▶ WHAT YOU WILL DO:
Throughout the records below, find each line holding "replaced" and copy it.

▶ TASK DATA:
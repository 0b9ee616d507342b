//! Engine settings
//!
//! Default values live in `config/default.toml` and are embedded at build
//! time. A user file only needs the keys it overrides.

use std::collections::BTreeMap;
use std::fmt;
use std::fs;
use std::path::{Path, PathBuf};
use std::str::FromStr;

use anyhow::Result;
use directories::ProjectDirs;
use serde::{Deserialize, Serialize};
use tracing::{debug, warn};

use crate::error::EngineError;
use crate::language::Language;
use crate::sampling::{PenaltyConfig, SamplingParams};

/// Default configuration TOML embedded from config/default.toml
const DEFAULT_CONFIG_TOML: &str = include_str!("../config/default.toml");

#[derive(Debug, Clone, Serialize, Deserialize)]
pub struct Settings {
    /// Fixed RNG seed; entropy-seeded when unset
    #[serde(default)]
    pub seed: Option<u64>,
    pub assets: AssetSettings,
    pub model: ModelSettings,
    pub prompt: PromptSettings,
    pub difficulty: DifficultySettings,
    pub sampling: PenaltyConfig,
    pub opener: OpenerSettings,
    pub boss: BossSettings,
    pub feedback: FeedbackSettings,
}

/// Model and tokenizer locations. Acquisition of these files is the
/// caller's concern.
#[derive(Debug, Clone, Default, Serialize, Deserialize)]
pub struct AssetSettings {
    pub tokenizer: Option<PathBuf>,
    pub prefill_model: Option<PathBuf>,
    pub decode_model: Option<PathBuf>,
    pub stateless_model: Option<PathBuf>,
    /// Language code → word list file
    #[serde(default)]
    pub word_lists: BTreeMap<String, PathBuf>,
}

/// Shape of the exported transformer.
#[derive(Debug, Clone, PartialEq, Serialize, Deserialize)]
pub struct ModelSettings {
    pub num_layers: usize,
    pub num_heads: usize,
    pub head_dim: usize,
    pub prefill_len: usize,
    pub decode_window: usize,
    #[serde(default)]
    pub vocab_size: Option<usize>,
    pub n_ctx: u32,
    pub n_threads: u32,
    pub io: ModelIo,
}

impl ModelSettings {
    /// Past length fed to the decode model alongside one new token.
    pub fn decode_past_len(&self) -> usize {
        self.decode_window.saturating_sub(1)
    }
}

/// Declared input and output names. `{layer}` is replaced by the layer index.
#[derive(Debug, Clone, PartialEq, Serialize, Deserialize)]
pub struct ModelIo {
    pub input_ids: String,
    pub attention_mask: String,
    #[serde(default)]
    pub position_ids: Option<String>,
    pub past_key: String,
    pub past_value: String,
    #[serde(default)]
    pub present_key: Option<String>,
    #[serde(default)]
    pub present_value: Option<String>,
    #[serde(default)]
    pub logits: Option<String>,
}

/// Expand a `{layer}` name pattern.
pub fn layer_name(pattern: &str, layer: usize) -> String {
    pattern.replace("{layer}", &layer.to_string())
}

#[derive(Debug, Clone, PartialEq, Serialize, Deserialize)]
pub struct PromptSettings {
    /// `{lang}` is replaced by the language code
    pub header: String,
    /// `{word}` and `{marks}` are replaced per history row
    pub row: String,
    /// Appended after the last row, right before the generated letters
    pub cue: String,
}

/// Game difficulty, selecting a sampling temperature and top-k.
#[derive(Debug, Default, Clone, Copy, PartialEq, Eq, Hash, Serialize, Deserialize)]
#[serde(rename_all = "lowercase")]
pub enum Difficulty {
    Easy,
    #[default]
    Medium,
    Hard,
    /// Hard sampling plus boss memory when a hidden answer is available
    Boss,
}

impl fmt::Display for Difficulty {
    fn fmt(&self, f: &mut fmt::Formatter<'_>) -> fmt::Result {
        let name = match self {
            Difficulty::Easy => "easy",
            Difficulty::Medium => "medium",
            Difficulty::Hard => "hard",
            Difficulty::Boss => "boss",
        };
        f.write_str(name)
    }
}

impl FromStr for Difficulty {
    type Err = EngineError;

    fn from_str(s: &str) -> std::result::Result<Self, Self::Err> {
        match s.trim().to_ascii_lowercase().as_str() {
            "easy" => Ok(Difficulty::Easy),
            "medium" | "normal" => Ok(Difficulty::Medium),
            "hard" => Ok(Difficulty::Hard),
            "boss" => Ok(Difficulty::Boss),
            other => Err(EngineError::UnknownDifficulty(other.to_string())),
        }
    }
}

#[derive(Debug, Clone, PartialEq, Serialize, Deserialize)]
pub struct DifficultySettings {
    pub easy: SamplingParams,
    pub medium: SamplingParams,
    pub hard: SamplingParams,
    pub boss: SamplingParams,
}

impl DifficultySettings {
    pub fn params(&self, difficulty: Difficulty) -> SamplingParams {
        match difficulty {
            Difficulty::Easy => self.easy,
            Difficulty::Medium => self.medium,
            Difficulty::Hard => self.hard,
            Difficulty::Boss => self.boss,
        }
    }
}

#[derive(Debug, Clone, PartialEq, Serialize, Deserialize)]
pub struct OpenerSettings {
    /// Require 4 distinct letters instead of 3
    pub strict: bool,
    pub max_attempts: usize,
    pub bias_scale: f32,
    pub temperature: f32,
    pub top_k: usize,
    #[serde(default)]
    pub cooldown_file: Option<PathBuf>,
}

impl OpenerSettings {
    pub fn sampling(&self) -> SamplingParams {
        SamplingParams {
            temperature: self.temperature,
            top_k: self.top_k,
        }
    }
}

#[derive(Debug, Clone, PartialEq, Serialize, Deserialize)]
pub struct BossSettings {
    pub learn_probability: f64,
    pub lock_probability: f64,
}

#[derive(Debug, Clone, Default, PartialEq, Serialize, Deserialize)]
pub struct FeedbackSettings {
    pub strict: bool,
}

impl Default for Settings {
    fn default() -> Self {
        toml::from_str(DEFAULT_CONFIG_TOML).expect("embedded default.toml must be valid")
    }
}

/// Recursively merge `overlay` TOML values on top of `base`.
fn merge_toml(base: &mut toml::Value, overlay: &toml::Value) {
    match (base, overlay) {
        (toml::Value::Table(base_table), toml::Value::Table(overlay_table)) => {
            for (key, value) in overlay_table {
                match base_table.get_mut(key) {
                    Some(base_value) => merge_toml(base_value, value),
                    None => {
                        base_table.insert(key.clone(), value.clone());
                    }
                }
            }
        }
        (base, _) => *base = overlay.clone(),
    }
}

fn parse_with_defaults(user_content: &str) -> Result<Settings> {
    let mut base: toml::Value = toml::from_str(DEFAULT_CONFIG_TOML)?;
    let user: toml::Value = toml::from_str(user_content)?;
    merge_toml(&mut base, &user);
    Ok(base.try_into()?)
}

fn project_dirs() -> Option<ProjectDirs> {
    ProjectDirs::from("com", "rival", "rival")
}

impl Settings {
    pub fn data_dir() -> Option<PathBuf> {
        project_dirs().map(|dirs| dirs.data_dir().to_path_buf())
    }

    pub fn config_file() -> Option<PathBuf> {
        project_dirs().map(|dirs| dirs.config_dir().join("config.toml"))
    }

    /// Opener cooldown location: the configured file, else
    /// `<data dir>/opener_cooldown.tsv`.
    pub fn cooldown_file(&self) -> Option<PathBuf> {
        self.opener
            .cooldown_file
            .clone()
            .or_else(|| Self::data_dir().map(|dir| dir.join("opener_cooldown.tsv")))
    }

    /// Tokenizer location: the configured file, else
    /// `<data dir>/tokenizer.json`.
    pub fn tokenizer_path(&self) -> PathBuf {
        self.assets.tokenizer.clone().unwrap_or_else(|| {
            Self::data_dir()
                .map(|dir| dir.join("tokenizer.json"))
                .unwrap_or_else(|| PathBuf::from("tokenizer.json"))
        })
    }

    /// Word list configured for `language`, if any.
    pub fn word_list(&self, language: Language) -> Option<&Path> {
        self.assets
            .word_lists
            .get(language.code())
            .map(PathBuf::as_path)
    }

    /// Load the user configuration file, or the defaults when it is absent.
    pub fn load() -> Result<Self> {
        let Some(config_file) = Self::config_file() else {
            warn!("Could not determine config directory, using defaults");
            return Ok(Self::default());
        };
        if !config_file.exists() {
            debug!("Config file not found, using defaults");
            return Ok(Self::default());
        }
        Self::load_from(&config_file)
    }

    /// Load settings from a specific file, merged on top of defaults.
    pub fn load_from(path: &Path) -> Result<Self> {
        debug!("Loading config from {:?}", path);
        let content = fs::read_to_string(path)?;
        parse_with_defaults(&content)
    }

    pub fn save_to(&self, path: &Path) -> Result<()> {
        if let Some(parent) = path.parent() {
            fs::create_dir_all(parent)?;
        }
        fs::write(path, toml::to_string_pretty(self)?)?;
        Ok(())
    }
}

▶ RESPONSE TO THE EXERCISE:
/// Declared input and output names. `{layer}` is replaced by the layer index.
    /// `{lang}` is replaced by the language code
    /// `{word}` and `{marks}` are replaced per history row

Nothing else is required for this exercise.